Task goal:
Read the data below. Every line holding the string "with" must be copied.

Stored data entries
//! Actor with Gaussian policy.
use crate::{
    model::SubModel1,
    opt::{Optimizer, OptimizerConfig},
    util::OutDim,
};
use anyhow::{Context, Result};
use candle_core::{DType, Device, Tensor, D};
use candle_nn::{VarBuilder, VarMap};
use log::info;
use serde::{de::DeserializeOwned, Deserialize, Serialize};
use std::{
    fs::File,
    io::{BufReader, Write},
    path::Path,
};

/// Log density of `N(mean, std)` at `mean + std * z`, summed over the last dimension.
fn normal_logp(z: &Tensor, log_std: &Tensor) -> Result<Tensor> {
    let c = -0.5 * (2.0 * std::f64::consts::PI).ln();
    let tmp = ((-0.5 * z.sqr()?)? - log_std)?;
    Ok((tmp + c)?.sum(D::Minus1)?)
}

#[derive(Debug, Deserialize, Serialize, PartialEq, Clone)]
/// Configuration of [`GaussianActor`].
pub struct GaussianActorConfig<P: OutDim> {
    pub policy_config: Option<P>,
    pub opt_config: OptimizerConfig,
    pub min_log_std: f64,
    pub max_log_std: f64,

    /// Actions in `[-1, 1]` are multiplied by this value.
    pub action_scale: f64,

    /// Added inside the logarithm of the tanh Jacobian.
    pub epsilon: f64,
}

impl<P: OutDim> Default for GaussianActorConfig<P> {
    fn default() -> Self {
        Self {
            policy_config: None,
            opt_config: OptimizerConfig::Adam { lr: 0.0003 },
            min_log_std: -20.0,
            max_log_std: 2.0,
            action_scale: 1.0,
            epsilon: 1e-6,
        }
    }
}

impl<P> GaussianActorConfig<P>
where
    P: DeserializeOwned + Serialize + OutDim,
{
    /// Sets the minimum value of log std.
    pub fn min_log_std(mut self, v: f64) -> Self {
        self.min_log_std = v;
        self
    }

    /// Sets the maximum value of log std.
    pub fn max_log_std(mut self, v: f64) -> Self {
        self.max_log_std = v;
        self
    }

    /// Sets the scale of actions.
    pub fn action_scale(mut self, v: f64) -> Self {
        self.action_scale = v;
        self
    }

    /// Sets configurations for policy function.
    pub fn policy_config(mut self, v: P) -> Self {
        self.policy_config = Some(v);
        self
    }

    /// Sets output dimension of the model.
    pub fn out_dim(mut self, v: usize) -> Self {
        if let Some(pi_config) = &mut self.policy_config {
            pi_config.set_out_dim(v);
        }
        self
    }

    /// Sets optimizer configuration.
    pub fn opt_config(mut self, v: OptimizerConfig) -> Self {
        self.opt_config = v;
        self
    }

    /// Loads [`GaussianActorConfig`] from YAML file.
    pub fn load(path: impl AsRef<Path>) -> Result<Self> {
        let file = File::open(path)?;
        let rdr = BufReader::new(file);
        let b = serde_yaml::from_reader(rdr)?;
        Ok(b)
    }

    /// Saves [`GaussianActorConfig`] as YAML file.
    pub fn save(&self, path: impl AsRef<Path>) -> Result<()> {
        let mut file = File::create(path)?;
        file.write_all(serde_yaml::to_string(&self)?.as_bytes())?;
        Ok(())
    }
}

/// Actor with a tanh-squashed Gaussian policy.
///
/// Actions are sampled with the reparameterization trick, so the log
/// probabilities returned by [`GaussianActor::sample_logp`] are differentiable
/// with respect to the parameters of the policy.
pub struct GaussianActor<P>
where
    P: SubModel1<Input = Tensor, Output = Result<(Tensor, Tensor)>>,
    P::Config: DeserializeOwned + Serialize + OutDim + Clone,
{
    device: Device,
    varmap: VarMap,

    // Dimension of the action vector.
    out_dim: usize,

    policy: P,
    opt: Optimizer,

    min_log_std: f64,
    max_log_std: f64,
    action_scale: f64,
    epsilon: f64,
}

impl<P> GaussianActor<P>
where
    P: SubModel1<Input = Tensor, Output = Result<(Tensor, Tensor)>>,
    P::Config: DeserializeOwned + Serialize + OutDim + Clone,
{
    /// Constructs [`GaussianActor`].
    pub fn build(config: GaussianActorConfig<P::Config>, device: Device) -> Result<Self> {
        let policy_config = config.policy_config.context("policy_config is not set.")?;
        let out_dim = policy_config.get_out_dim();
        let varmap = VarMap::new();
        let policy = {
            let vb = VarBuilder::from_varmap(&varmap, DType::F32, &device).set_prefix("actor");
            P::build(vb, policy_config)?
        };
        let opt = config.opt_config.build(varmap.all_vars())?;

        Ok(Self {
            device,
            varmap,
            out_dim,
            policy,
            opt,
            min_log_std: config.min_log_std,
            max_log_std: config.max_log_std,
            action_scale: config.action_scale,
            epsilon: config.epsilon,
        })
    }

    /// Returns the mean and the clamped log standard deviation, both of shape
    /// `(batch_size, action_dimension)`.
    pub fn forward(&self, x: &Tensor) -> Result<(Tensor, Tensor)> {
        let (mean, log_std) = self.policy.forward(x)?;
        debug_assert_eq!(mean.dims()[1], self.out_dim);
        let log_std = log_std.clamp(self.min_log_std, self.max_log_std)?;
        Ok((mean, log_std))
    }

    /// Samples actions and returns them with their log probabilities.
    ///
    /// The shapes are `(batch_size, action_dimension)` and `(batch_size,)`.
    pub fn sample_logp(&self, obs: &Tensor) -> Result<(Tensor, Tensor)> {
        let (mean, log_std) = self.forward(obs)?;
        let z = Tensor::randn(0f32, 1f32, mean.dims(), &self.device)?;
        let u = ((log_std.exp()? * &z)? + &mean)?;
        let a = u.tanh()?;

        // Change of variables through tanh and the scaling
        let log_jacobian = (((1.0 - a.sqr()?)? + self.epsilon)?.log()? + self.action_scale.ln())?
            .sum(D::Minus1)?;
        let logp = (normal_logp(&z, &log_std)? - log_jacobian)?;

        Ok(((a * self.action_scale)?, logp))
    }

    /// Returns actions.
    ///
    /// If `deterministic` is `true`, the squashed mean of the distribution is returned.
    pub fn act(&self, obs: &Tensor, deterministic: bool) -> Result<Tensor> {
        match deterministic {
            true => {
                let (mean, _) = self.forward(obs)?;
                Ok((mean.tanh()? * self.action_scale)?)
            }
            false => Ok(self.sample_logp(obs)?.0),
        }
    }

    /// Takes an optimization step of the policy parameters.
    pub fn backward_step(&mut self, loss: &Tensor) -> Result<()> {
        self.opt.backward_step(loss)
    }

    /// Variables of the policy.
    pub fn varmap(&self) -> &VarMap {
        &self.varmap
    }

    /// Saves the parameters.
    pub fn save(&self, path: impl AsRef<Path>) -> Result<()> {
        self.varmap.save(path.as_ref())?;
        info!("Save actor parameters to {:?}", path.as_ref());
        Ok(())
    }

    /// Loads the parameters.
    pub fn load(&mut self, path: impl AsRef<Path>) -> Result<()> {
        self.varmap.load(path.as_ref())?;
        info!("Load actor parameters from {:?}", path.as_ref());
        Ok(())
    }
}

Response:
//! Actor with Gaussian policy.
/// Actor with a tanh-squashed Gaussian policy.
/// Actions are sampled with the reparameterization trick, so the log
/// with respect to the parameters of the policy.
    /// Samples actions and returns them with their log probabilities.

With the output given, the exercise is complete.